According to Peter Knight of Imperial College London, Borealis is a step forward from Jiuzhang because it is a more powerful system that can calculate with a higher number of photons and has a simpler architecture.
“We all thought the Chinese experiment was a triumph,” he adds, “but we couldn’t see it going any further since there was a limit to how much you could fit onto your optical table.”
In comparison to Borealis, Jiuzhaigou employs a greater number of beam splitters to deliver entangled photons in various directions. On the other hand, Borealis uses optical fiber loops to delay the passage of some photons relative to others, separating them in time rather than space.
Availing the Quantum Computer to the Public
The stripped-down architecture has the extra benefit of making this computer more programmable, allowing it to be reprogrammed remotely for users to run it with their settings.
“Borealis is the first device capable of quantum computational advantage that has been made openly available to anyone with an internet connection,” Lavoie explains.
Knight believes that people will most likely start by experimenting with different types of boson sampling. Still, later on, it may be able to apply Borealis to various problems. So far, no one has established quantum advantage for a “useful” computational activity – the Google-initiated random-sampling problem has no uses other than demonstrating quantum advantage.

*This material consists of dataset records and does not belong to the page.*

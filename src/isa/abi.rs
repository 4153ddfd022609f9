//! ABI register names, used by the disassembler and by snapshot rendering.

const NAMES: [&str; 32] = [
    "zero", "ra", "sp", "gp", "tp", "t0", "t1", "t2", "s0", "s1", "a0", "a1", "a2", "a3", "a4",
    "a5", "a6", "a7", "s2", "s3", "s4", "s5", "s6", "s7", "s8", "s9", "s10", "s11", "t3", "t4",
    "t5", "t6",
];

/// The ABI name for register index `idx` (0..=31). Indices outside that
/// range are a decoder bug, not a runtime condition, so this panics.
pub fn name(idx: u32) -> &'static str {
    NAMES[idx as usize]
}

While Borealis is a significant step forward in terms of scale over Jiuzhang, Raj Patel of the University of Oxford believes it falls short of a completely programmable quantum computers like Sycamore or Zuchongzhi.
An interferometer, which monitors interference patterns to extract information from photons, has been restricted to just recording particular photon interactions to obtain more accurate readings.
“You would ideally want the interferometer to be fully integrated to create a programmable machine and tackle real-world challenges,” Patel explains.
Lavoie and his colleagues are now aiming to adapt a blueprint they published last year into a scalable, fault-tolerant photonic processor built on an integrated chip, significantly boosting the quantum machine’s capabilities.